◆ **Input data**
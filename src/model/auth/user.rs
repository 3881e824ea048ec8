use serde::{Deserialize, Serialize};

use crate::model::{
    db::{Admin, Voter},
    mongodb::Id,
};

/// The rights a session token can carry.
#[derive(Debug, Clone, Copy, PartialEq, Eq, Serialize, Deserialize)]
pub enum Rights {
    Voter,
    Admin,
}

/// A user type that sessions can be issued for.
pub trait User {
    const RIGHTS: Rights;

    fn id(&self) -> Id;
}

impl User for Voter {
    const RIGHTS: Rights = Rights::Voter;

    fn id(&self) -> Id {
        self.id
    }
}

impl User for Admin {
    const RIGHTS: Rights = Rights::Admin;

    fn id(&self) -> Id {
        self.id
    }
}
==
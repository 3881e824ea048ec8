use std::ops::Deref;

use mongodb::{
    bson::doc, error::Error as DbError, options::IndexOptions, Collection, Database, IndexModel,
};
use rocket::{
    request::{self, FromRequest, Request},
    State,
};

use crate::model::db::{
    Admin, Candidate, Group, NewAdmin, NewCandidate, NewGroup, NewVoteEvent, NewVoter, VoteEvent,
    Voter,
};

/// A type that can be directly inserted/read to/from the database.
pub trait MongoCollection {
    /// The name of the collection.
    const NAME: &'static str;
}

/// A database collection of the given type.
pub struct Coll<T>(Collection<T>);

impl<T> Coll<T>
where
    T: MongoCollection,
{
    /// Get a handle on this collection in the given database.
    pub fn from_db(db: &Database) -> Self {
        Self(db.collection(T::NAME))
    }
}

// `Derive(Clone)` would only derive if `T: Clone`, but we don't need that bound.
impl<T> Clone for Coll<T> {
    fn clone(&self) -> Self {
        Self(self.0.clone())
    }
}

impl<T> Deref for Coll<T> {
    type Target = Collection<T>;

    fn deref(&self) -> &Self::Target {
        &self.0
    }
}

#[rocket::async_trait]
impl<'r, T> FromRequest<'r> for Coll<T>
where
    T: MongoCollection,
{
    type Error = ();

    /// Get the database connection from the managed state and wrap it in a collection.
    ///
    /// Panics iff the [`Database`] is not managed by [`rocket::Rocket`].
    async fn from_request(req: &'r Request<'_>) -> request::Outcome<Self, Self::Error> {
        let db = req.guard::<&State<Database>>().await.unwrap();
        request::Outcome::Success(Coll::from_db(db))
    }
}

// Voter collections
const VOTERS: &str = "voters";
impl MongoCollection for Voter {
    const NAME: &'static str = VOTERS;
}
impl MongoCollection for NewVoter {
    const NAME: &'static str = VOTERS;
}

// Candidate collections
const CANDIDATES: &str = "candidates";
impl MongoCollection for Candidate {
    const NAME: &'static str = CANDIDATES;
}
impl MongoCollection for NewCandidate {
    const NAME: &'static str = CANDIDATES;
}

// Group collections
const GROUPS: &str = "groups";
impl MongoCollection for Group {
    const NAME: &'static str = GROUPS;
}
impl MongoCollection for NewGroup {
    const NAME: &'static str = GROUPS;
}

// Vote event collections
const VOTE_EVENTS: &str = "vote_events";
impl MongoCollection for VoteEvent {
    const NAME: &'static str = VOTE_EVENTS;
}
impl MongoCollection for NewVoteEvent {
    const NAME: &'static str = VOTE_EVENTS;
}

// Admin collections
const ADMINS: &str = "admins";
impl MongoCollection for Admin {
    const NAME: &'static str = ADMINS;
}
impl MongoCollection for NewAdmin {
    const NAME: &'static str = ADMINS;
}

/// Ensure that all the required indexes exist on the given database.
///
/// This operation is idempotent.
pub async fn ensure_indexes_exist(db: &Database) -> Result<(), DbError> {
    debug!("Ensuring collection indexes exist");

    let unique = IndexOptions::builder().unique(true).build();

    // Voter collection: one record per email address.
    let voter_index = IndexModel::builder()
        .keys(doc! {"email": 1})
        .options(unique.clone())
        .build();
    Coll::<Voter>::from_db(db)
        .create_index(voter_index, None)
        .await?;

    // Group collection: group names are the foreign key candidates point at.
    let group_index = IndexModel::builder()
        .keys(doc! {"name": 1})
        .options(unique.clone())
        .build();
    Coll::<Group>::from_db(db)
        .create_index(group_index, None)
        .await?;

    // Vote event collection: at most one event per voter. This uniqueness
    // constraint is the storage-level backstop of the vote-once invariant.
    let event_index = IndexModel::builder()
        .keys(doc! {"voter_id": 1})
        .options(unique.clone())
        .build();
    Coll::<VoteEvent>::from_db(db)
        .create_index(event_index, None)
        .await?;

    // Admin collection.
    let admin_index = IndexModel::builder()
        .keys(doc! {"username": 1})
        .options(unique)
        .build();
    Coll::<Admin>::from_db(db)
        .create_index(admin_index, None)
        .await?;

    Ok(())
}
* * *
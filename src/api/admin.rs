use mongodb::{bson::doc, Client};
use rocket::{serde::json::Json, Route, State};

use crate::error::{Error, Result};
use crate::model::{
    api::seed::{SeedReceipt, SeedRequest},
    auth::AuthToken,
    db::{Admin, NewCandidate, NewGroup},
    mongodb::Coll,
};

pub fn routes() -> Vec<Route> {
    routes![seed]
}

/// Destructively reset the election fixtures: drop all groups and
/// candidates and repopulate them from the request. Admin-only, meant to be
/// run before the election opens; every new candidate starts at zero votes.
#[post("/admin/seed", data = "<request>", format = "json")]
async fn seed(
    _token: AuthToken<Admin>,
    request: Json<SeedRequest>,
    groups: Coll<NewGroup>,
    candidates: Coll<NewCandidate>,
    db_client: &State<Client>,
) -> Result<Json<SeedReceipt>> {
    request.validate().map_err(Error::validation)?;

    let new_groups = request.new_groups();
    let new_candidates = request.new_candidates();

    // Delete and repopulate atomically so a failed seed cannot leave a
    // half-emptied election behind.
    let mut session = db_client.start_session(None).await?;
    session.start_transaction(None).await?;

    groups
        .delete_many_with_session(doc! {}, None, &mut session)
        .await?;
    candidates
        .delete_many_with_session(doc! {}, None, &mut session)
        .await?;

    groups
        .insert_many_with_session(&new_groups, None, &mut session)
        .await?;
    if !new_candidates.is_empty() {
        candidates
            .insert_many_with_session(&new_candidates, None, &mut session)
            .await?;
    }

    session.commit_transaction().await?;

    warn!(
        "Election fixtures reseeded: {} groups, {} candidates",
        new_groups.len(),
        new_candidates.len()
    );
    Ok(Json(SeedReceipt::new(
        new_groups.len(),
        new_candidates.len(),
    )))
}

◆ **What is needed**
What you return must be an exact retyping of the lines above starting at the line with "impl<T> Clone for" and ending at the line with "impl MongoCollection for Group", and nothing besides.

◆ **Written answer**
impl<T> Clone for Coll<T> {
    fn clone(&self) -> Self {
        Self(self.0.clone())
    }
}

impl<T> Deref for Coll<T> {
    type Target = Collection<T>;

    fn deref(&self) -> &Self::Target {
        &self.0
    }
}

#[rocket::async_trait]
impl<'r, T> FromRequest<'r> for Coll<T>
where
    T: MongoCollection,
{
    type Error = ();

    /// Get the database connection from the managed state and wrap it in a collection.
    ///
    /// Panics iff the [`Database`] is not managed by [`rocket::Rocket`].
    async fn from_request(req: &'r Request<'_>) -> request::Outcome<Self, Self::Error> {
        let db = req.guard::<&State<Database>>().await.unwrap();
        request::Outcome::Success(Coll::from_db(db))
    }
}

// Voter collections
const VOTERS: &str = "voters";
impl MongoCollection for Voter {
    const NAME: &'static str = VOTERS;
}
impl MongoCollection for NewVoter {
    const NAME: &'static str = VOTERS;
}

// Candidate collections
const CANDIDATES: &str = "candidates";
impl MongoCollection for Candidate {
    const NAME: &'static str = CANDIDATES;
}
impl MongoCollection for NewCandidate {
    const NAME: &'static str = CANDIDATES;
}

// Group collections
const GROUPS: &str = "groups";
impl MongoCollection for Group {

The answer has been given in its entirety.